• **Record excerpts**:
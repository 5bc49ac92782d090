//! Analyzer implementations that combine tokenizers and filters.

mod pipeline;

pub use pipeline::PipelineAnalyzer;

use crate::analysis::token::TokenStream;
use crate::error::Result;

/// Trait for analyzers that convert text into processed tokens.
///
/// The trait requires `Send + Sync` so one analyzer instance can be shared by
/// every request the server handles.
pub trait Analyzer: Send + Sync {
    /// Analyze the given text and return a stream of tokens.
    fn analyze(&self, text: &str) -> Result<TokenStream>;

    /// Get the name of this analyzer (for debugging and configuration).
    fn name(&self) -> &str;
}
//! Output formatting for CLI commands.

use std::io::Write;

use serde::Serialize;

use crate::cli::args::{OutputFormat, SentixArgs};
use crate::classifier::AnalysisResult;
use crate::error::Result;

/// Print an analysis result in the format chosen on the command line.
pub fn output_analysis(result: &AnalysisResult, args: &SentixArgs) -> Result<()> {
    let rendered = render_analysis(result, args.output_format, args.pretty)?;
    let mut stdout = std::io::stdout().lock();
    writeln!(stdout, "{rendered}")?;
    Ok(())
}

/// Render an analysis result as text.
pub fn render_analysis(
    result: &AnalysisResult,
    format: OutputFormat,
    pretty: bool,
) -> Result<String> {
    match format {
        OutputFormat::Human => Ok(render_human(result)),
        OutputFormat::Json => render_json(result, pretty),
    }
}

fn render_json<T: Serialize>(value: &T, pretty: bool) -> Result<String> {
    let json = if pretty {
        serde_json::to_string_pretty(value)?
    } else {
        serde_json::to_string(value)?
    };
    Ok(json)
}

fn render_human(result: &AnalysisResult) -> String {
    let english = if result.is_english {
        "yes"
    } else {
        "no (scores assume English text)"
    };

    [
        format!("Sentiment:     {} ({})", result.category, result.color),
        format!("Polarity:      {}", result.score),
        format!("Subjectivity:  {}", result.subjectivity),
        format!("Gauge:         {:.2}°", result.rotation),
        format!("English:       {english}"),
    ]
    .join("\n")
}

• **Try it**: Check each line of the listing for the word "TokenStream" and state how many lines contain it, with no other words.

• **Solution for this problem**: 2